Extra Curricular Sports
Ziv had an award winning basketball and tennis team. Rene Cassin has basketball, tennis and track and field teams. Abu Gosh is preparing to begin school sports teams, but they have not been able to yet. Beit Safafa does not have any sports and did not even have an indoor gymnasium.
Number of Students
Of the four schools, Abu Gosh had the fewest students with 725 students. The class size ranged from 32 to 37 students to one teacher. Rene Cassin had the second lowest number of students at 1,000 and a class size of 30-40 students. Ziv has 1,100 students and class sizes always in the upper 30s. Beit Safafa is the most overcrowded by far with 1,600 students. The Hebrew teacher at Beit Safafa said the student to teacher ratio is 40 to 1. She said it’s difficult to have so many students, “I try to explain for all of them. But I can’t know if they really understand or not. I can’t ask all of them. I can’t ask the 40, I can maybe ask the 20”.

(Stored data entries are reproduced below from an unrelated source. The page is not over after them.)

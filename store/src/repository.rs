use async_trait::async_trait;
use chrono::{DateTime, Utc};
use rust_decimal::Decimal;

use market::AssetSnapshot;

use crate::error::StoreError;
use crate::model::{HistoryPoint, StoredAsset, Subscriber, TrackedAsset};

/// Current asset state and the watchlist.
///
/// Every write is a single-row statement, so concurrent writers to
/// different rows never block each other and writes to the same row are
/// serialised by the engine.
#[async_trait]
pub trait StateStore: Send + Sync {
    /// Insert, or overwrite price/change/rank and stamp `updated_at = at`.
    async fn upsert_asset(&self, asset: &AssetSnapshot, at: DateTime<Utc>)
    -> Result<(), StoreError>;

    async fn get_all_assets(&self) -> Result<Vec<StoredAsset>, StoreError>;

    async fn get_asset(&self, asset_id: &str) -> Result<Option<StoredAsset>, StoreError>;

    /// Watchlist, most recently tracked first.
    async fn get_tracked(&self) -> Result<Vec<TrackedAsset>, StoreError>;

    /// Insert-or-ignore on `asset_id`. Returns `true` if a row was created.
    async fn upsert_tracked(&self, tracked: &TrackedAsset) -> Result<bool, StoreError>;

    /// Returns `true` if a row was removed.
    async fn delete_tracked(&self, asset_id: &str) -> Result<bool, StoreError>;

    async fn update_last_alerted_price(
        &self,
        asset_id: &str,
        price: Decimal,
    ) -> Result<(), StoreError>;

    /// Points every tracked asset without a subscriber at `address`.
    /// Returns how many rows were claimed.
    async fn assign_unclaimed_tracked(&self, address: &str) -> Result<u64, StoreError>;
}

#[async_trait]
pub trait HistoryStore: Send + Sync {
    async fn append(&self, point: &HistoryPoint) -> Result<(), StoreError>;

    /// The newest `limit` points for `asset_id`, returned oldest first.
    async fn get_recent(&self, asset_id: &str, limit: usize)
    -> Result<Vec<HistoryPoint>, StoreError>;
}

#[async_trait]
pub trait SubscriberRegistry: Send + Sync {
    /// Records `address`; registering again refreshes its registration time.
    async fn register(&self, address: &str) -> Result<(), StoreError>;

    async fn has_subscriber(&self) -> Result<bool, StoreError>;

    async fn latest_subscriber(&self) -> Result<Option<Subscriber>, StoreError>;
}
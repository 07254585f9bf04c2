mod detail;
mod entry;
mod snapshot;

pub use detail::{DetailCache, DetailCacheConfig};
pub use entry::CacheEntry;
pub use snapshot::{Snapshot, SnapshotCache, SnapshotCacheConfig};
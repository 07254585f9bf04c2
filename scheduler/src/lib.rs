//! Background jobs: market ingestion and price-move alerts, plus the
//! notification queue alerts are dispatched through.

pub mod alerts;
pub mod ingestion;
pub mod notify;
pub mod price_source;
pub mod runner;
pub mod types;

pub use alerts::{AlertLoop, Direction, PriceAlert, delta_pct};
pub use ingestion::IngestionLoop;
pub use notify::{NotificationQueue, Notifier, spawn_dispatcher};
pub use price_source::{FeedPriceSource, PriceSource, PriceSourceKind, StatePriceSource};
pub use runner::{PeriodicJob, spawn_periodic};
pub use types::{AlertConfig, AlertReport, IngestionConfig, IngestionReport};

Rene Cassin was the only school of the four that provided transportation to and from school. All other students have to use public transportation or be driven by their family. Ziv is located just off the tram in Jerusalem and most students live within walking distance. Abu Gosh is not far from a bus stop, but most students are driven by their parents or by drivers arranged by their family. In Beit Safafa, the students rely on Micro Busses to come to and from school.
English Speaking skills
The school teacher’s ability to speak English is a sign of the education level of the school. Of all the schools, Rene Cassin administration had the best English skill level. At Ziv, the teachers I spoke with spoke English very well. However, the Principal and Vice Principal only had basic English-speaking skill level. Abu Gosh had a few teachers who spoke English very well, but the Principal was not able to communicate in English. Beit Safafa had a couple of teachers who spoke English. However, even then, many of the teachers had a lot of trouble expressing themselves in the English language.
The funding of the junior high grades comes from the Israeli govement and it is supposed to be the same for all government schools. One Beit Safafa teacher said that is not the case. According to her, the Jewish schools get “1,300 shekles per student. Here, we get 800 only.” This teacher’s clam could not be confirmed.

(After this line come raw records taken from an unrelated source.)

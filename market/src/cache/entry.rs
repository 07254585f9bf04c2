use std::time::Duration;

use tokio::time::Instant;

/// A cached value and the moment it was fetched.
///
/// An entry past its TTL is no longer served as fresh but stays around as
/// the fallback until a fetch succeeds and replaces it.
#[derive(Debug, Clone)]
pub struct CacheEntry<T> {
    pub value: T,
    pub fetched_at: Instant,
}

impl<T> CacheEntry<T> {
    pub fn new(value: T) -> Self {
        Self {
            value,
            fetched_at: Instant::now(),
        }
    }

    pub fn age(&self) -> Duration {
        self.fetched_at.elapsed()
    }

    pub fn is_fresh(&self, ttl: Duration) -> bool {
        self.age() < ttl
    }
}

#[cfg(test)]
mod tests {
    use super::*;

    #[tokio::test(start_paused = true)]
    async fn freshness_is_strictly_less_than_ttl() {
        let ttl = Duration::from_secs(60);
        let entry = CacheEntry::new(7u32);

        tokio::time::advance(Duration::from_secs(59)).await;
        assert!(entry.is_fresh(ttl));

        tokio::time::advance(Duration::from_secs(1)).await;
        assert!(!entry.is_fresh(ttl));
        assert_eq!(entry.value, 7);
    }
}
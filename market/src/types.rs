use rust_decimal::Decimal;
use serde::{Deserialize, Serialize};

/// Placeholder rendered for detail fields the provider left empty.
pub const UNAVAILABLE: &str = "N/A";

pub const NO_DESCRIPTION: &str = "No description available.";

/// One row of the market listing, as of a single fetch.
#[derive(Debug, Clone, PartialEq, Serialize, Deserialize)]
pub struct AssetSnapshot {
    pub asset_id: String,
    pub symbol: String,
    pub display_name: String,
    pub current_price: Decimal,
    pub change_24h_pct: Option<Decimal>,
    pub market_cap_rank: Option<u32>,

    /// 7d price series, oldest first. Only present when requested.
    #[serde(default, skip_serializing_if = "Option::is_none")]
    pub sparkline: Option<Vec<Decimal>>,
}

/// Provider payload for a single asset, before normalisation.
///
/// Every field is optional on the wire; [`AssetDetail::from_raw`] decides
/// what the client sees.
#[derive(Debug, Clone, Default, PartialEq, Deserialize)]
pub struct RawAssetDetail {
    #[serde(default)]
    pub id: Option<String>,
    #[serde(default)]
    pub symbol: Option<String>,
    #[serde(default)]
    pub name: Option<String>,
    #[serde(default)]
    pub description: Option<RawDescription>,
    #[serde(default)]
    pub hashing_algorithm: Option<String>,
    #[serde(default)]
    pub genesis_date: Option<String>,
    #[serde(default)]
    pub market_cap_rank: Option<u32>,
    #[serde(default)]
    pub links: Option<RawLinks>,
}

#[derive(Debug, Clone, Default, PartialEq, Deserialize)]
pub struct RawDescription {
    #[serde(default)]
    pub en: Option<String>,
}

#[derive(Debug, Clone, Default, PartialEq, Deserialize)]
pub struct RawLinks {
    #[serde(default)]
    pub homepage: Option<Vec<Option<String>>>,
}

/// Enriched per-asset metadata served by the detail endpoint.
///
/// No field is ever null: gaps are filled with [`UNAVAILABLE`].
#[derive(Debug, Clone, PartialEq, Eq, Serialize, Deserialize)]
pub struct AssetDetail {
    pub asset_id: String,
    pub symbol: String,
    pub display_name: String,
    pub description: String,
    pub algorithm: String,
    pub genesis_date: String,
    pub market_cap_rank: String,
    pub homepage: String,
}

impl AssetDetail {
    pub fn from_raw(requested_id: &str, raw: RawAssetDetail) -> Self {
        let homepage = raw
            .links
            .and_then(|l| l.homepage)
            .and_then(|links| links.into_iter().flatten().find(|h| !h.trim().is_empty()));

        Self {
            asset_id: non_empty(raw.id).unwrap_or_else(|| requested_id.to_string()),
            symbol: or_unavailable(raw.symbol),
            display_name: or_unavailable(raw.name),
            description: non_empty(raw.description.and_then(|d| d.en))
                .unwrap_or_else(|| NO_DESCRIPTION.to_string()),
            algorithm: or_unavailable(raw.hashing_algorithm),
            genesis_date: or_unavailable(raw.genesis_date),
            market_cap_rank: raw
                .market_cap_rank
                .map(|r| r.to_string())
                .unwrap_or_else(|| UNAVAILABLE.to_string()),
            homepage: homepage.unwrap_or_else(|| UNAVAILABLE.to_string()),
        }
    }
}

fn non_empty(v: Option<String>) -> Option<String> {
    v.filter(|s| !s.trim().is_empty())
}

fn or_unavailable(v: Option<String>) -> String {
    non_empty(v).unwrap_or_else(|| UNAVAILABLE.to_string())
}

#[cfg(test)]
mod tests {
    use super::*;

    #[test]
    fn missing_fields_become_sentinels() {
        let d = AssetDetail::from_raw("obscure-coin", RawAssetDetail::default());

        assert_eq!(d.asset_id, "obscure-coin");
        assert_eq!(d.symbol, UNAVAILABLE);
        assert_eq!(d.description, NO_DESCRIPTION);
        assert_eq!(d.algorithm, UNAVAILABLE);
        assert_eq!(d.genesis_date, UNAVAILABLE);
        assert_eq!(d.market_cap_rank, UNAVAILABLE);
        assert_eq!(d.homepage, UNAVAILABLE);
    }

    #[test]
    fn normalises_provider_payload() {
        let raw: RawAssetDetail = serde_json::from_value(serde_json::json!({
            "id": "bitcoin",
            "symbol": "btc",
            "name": "Bitcoin",
            "description": { "en": "" },
            "hashing_algorithm": "SHA-256",
            "genesis_date": null,
            "market_cap_rank": 1,
            "links": { "homepage": [null, "", "https://bitcoin.org"] }
        }))
        .unwrap();

        let d = AssetDetail::from_raw("bitcoin", raw);

        assert_eq!(d.display_name, "Bitcoin");
        assert_eq!(d.description, NO_DESCRIPTION);
        assert_eq!(d.algorithm, "SHA-256");
        assert_eq!(d.genesis_date, UNAVAILABLE);
        assert_eq!(d.market_cap_rank, "1");
        assert_eq!(d.homepage, "https://bitcoin.org");
    }
}
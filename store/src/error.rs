use thiserror::Error;

#[derive(Error, Debug)]
pub enum StoreError {
    /// The storage engine rejected or failed the operation.
    #[error("persistence error: {0}")]
    Persistence(#[from] sqlx::Error),

    #[error("corrupt value in column {column}: {value:?}")]
    Decode { column: &'static str, value: String },

    #[error("no subscriber registered")]
    NoSubscriber,
}
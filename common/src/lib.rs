pub mod logger;

pub use logger::{TraceId, cycle_span, init_logger, warn_if_slow};
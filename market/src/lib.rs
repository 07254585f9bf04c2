//! Upstream market data: the feed capability, its CoinGecko implementation,
//! and the read-through caches request handlers serve from.

pub mod cache;
pub mod coingecko;
pub mod errors;
pub mod feed;
pub mod types;

pub use cache::{
    CacheEntry, DetailCache, DetailCacheConfig, Snapshot, SnapshotCache, SnapshotCacheConfig,
};
pub use errors::MarketError;
pub use feed::MarketFeed;
pub use types::{AssetDetail, AssetSnapshot, RawAssetDetail};
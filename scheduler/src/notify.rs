//! Fire-and-forget delivery of price alerts.
//!
//! The alert job pushes into a bounded queue and never waits on delivery.
//! A single dispatcher task drains the queue into the [`Notifier`].

use std::sync::Arc;

use async_trait::async_trait;
use tokio::sync::mpsc::{self, Receiver, Sender, error::TrySendError};
use tokio::task::JoinHandle;
use tracing::{debug, info, warn};

use crate::alerts::PriceAlert;

/// Message transport to a subscriber address. Best effort.
#[async_trait]
pub trait Notifier: Send + Sync {
    async fn notify(&self, address: &str, message: &str) -> anyhow::Result<()>;
}

#[derive(Clone)]
pub struct NotificationQueue {
    tx: Sender<PriceAlert>,
}

impl NotificationQueue {
    pub fn bounded(capacity: usize) -> (Self, Receiver<PriceAlert>) {
        let (tx, rx) = mpsc::channel(capacity.max(1));
        (Self { tx }, rx)
    }

    /// Enqueues without waiting. A full or closed queue drops the alert.
    pub fn push(&self, alert: PriceAlert) -> bool {
        match self.tx.try_send(alert) {
            Ok(()) => true,
            Err(TrySendError::Full(a)) => {
                warn!(asset_id = %a.asset_id, "notification queue full; alert dropped");
                false
            }
            Err(TrySendError::Closed(a)) => {
                warn!(asset_id = %a.asset_id, "notification queue closed; alert dropped");
                false
            }
        }
    }
}

/// Drains `rx` into `notifier` until every queue handle is dropped.
pub fn spawn_dispatcher(mut rx: Receiver<PriceAlert>, notifier: Arc<dyn Notifier>) -> JoinHandle<()> {
    tokio::spawn(async move {
        info!(component = "dispatcher", "notification dispatcher started");

        while let Some(alert) = rx.recv().await {
            let message = alert.render();

            match notifier.notify(&alert.address, &message).await {
                Ok(()) => debug!(asset_id = %alert.asset_id, "alert delivered"),
                Err(e) => warn!(
                    asset_id = %alert.asset_id,
                    address = %alert.address,
                    error = ?e,
                    "alert delivery failed"
                ),
            }
        }

        info!(component = "dispatcher", "notification queue closed; dispatcher stopped");
    })
}
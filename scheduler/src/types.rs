//! Configuration and per-cycle reports for the background jobs.

use std::time::Duration;

use rust_decimal::Decimal;

#[derive(Debug, Clone)]
pub struct IngestionConfig {
    pub interval: Duration,

    /// Upper bound on the upstream snapshot call.
    pub fetch_timeout: Duration,
}

impl Default for IngestionConfig {
    fn default() -> Self {
        Self {
            interval: Duration::from_secs(300),
            fetch_timeout: Duration::from_secs(10),
        }
    }
}

#[derive(Debug, Clone)]
pub struct AlertConfig {
    pub interval: Duration,

    /// Minimum absolute move, in percent, that triggers a notification.
    pub threshold_pct: Decimal,

    /// How many tracked assets are evaluated at once.
    pub concurrency: usize,

    /// Upper bound on each price lookup, whatever the price source.
    pub fetch_timeout: Duration,
}

impl Default for AlertConfig {
    fn default() -> Self {
        Self {
            interval: Duration::from_secs(300),
            threshold_pct: Decimal::ONE,
            concurrency: 4,
            fetch_timeout: Duration::from_secs(10),
        }
    }
}

/// Outcome of one ingestion cycle.
#[derive(Debug, Clone, Copy, Default, PartialEq, Eq)]
pub struct IngestionReport {
    pub fetched: usize,
    pub upserted: usize,
    pub upsert_failures: usize,
    pub appended: usize,
    pub append_failures: usize,
}

/// Outcome of one alert cycle.
///
/// `checked` counts every subscribed row looked at; `skipped` rows had no
/// price this cycle. `failures` counts price lookups, queue pushes and
/// last-price writes that went wrong.
#[derive(Debug, Clone, Copy, Default, PartialEq, Eq)]
pub struct AlertReport {
    pub checked: usize,
    pub skipped: usize,
    pub alerted: usize,
    pub failures: usize,
}
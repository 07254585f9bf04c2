use once_cell::sync::OnceCell;
use tracing_subscriber::prelude::*;
use tracing_subscriber::{EnvFilter, fmt};

static LOGGER_INIT: OnceCell<()> = OnceCell::new();

/// Installs the global subscriber once per process.
///
/// `RUST_LOG` drives filtering (default `info`). `json` switches the
/// formatter to one JSON object per line for log shipping; otherwise the
/// human-readable pretty layout is used.
pub fn init_logger(service_name: &'static str, json: bool) {
    LOGGER_INIT.get_or_init(|| {
        let filter = EnvFilter::try_from_default_env().unwrap_or_else(|_| EnvFilter::new("info"));

        let base = fmt::layer()
            .with_target(true)
            .with_thread_ids(true)
            .with_line_number(true)
            .with_span_events(fmt::format::FmtSpan::CLOSE);

        if json {
            tracing_subscriber::registry()
                .with(filter)
                .with(base.json())
                .init();
        } else {
            tracing_subscriber::registry()
                .with(filter)
                .with(base.pretty())
                .init();
        }

        tracing::info!(service = service_name, json, "logger initialized");
    });
}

The teacher’s salaries all come from the Israeli government and they are according to a formula considering experience and education. The high schools funding comes from the municipality and from the students themselves, not from government finances.
After this investigation, a conclusion can be drawn that the Arabic students of Beit Safafa are disadvantaged more than those at the other schools. While every school insisted that they need more money, Beit Safafa had the highest population, the largest class size, the fewest elective courses and no extra curricular activities. The local municipality is in charge of funding portions of the school’s budget. The average Arabic community in Jerusalem has more financial troubles than the Jewish communities and their public education system reflects that.